The fact that the person is dead must be proved by the person proposing to prove the statement before evidence is given of the statement.
(b) It is proposed to prove by a copy the contents of a document said to be lost.
The fact that the original is lost must be proved by the person proposing to produce the copy before the copy is produced.
(c) A is accused of receiving stolen property, knowing it to have been stolen.
It is proposed to prove that he denied the possession of the property.
The relevancy of the denial depends on the identity of the property. The court may in its discretion either require the property to be identified before the denial of the possession is proved or permit the denial of the possession to be proved before the property is identified.
(d) It is proposed to prove a fact (A) which is said to have been the cause or effect of a fact in issue. There are several intermediate facts (B, C and D) which must be shown to exist before the fact (A) can be regarded as the cause or effect of the fact in issue. The court may either permit A to be proved before B, C or D is proved or may require proof of B, C and D before permitting proof of A.

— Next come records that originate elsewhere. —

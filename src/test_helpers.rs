//! Shared test fixtures for the flatsite test suite.
//!
//! [`setup_site`] materializes the canonical content tree used across the
//! builder and facade tests: 2 categories, 6 pages (including the root
//! index page and one nested index page), 3 landing pages, and 4 posts
//! across 2 categories with the tag sets {tagone,tagtwo,tagthree}, {},
//! {tagone,tagtwo} and {tagone}.

use std::fs;
use std::path::Path;
use tempfile::TempDir;

/// Write a content file, creating parent directories.
pub fn write_json(path: &Path, body: &str) {
    if let Some(parent) = path.parent() {
        fs::create_dir_all(parent).unwrap();
    }
    fs::write(path, body).unwrap();
}

/// Build the canonical fixture site in a temp directory.
pub fn setup_site() -> TempDir {
    let tmp = TempDir::new().unwrap();
    let root = tmp.path();

    // Categories (flat)
    write_json(
        &root.join("common/categories/harvesting.json"),
        r#"{"body":"Harvesting posts"}"#,
    );
    write_json(
        &root.join("common/categories/uncategorized.json"),
        r#"{"body":"Everything else"}"#,
    );

    // Pages: 6 files, two of them in menus
    write_json(
        &root.join("common/pages/index.json"),
        r#"{"body":"Welcome home"}"#,
    );
    write_json(
        &root.join("common/pages/about.json"),
        r#"{"body":"About the site","menus":{"main":{"weight":2,"label":"About"}}}"#,
    );
    write_json(
        &root.join("common/pages/contact.json"),
        r#"{"body":"Say hello","menus":{"main":{"weight":1,"label":"Contact"},"footer":{"weight":5}}}"#,
    );
    write_json(
        &root.join("common/pages/services.json"),
        r#"{"body":"What we do"}"#,
    );
    write_json(
        &root.join("common/pages/apiaries/chilukwa/index.json"),
        r#"{"body":"The Chilukwa apiary"}"#,
    );
    write_json(
        &root.join("common/pages/apiaries/zyimba.json"),
        r#"{"body":"The Zyimba apiary"}"#,
    );

    // Landing pages for the reserved listing slugs
    write_json(
        &root.join("common/landing/tags/index.json"),
        r#"{"body":"All tags"}"#,
    );
    write_json(
        &root.join("common/landing/category/index.json"),
        r#"{"body":"All categories"}"#,
    );
    write_json(
        &root.join("common/landing/blog/index.json"),
        r#"{"body":"The blog","menus":{"main":{"weight":0,"label":"Blog"}}}"#,
    );

    // Posts: 4 across 2 categories
    let posts = root.join("user-data/@testuser/posts");
    write_json(
        &posts.join("harvesting/image/20210101000000_tagone,tagtwo,tagthree_harvest-time.json"),
        r#"{"body":"Harvest time"}"#,
    );
    write_json(
        &posts.join("harvesting/regular/20210101030000__s.json"),
        r#"{"body":"Shortest title"}"#,
    );
    write_json(
        &posts.join("uncategorized/quote/20210101020000_tagone,tagtwo_tested-quote.json"),
        r#"{"body":"A tested quote"}"#,
    );
    write_json(
        &posts.join("uncategorized/regular/20210101010000_tagone_beekeeping-basics.json"),
        r#"{"body":"Beekeeping basics"}"#,
    );

    tmp
}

137 Examination-in-chief, cross-examination and re-examination
(1) The examination of a witness by the party who calls him shall be called his examination-in-chief.
(2) The examination of a witness by the adverse party shall be called his cross-examination.
(3) Where a witness has been cross-examined and is then examined by the party who called him, such examination shall be called his re-examination.
138 Order of examinations and direction of re-examination
(1) Witnesses shall be first examined-in-chief, then, if the adverse party so desires, cross-examined then, if the party calling them so desires, re-examined.
(2) The examination and cross-examination must relate to relevant facts, but the cross-examination need not be confined to the facts to which the witness testified on his examination-in-chief.
(3) The re-examination shall be directed to the explanation of matters referred to in cross-examination; and if new matter is, by permission of the court, introduced in re-examination, the adverse party may further cross-examine upon that matter.
(4) The court may in all cases permit a witness to be recalled either for further examination-in-chief or for further crossexamination, and if it does so, the parties have the right of further cross-examination and re-examination respectively.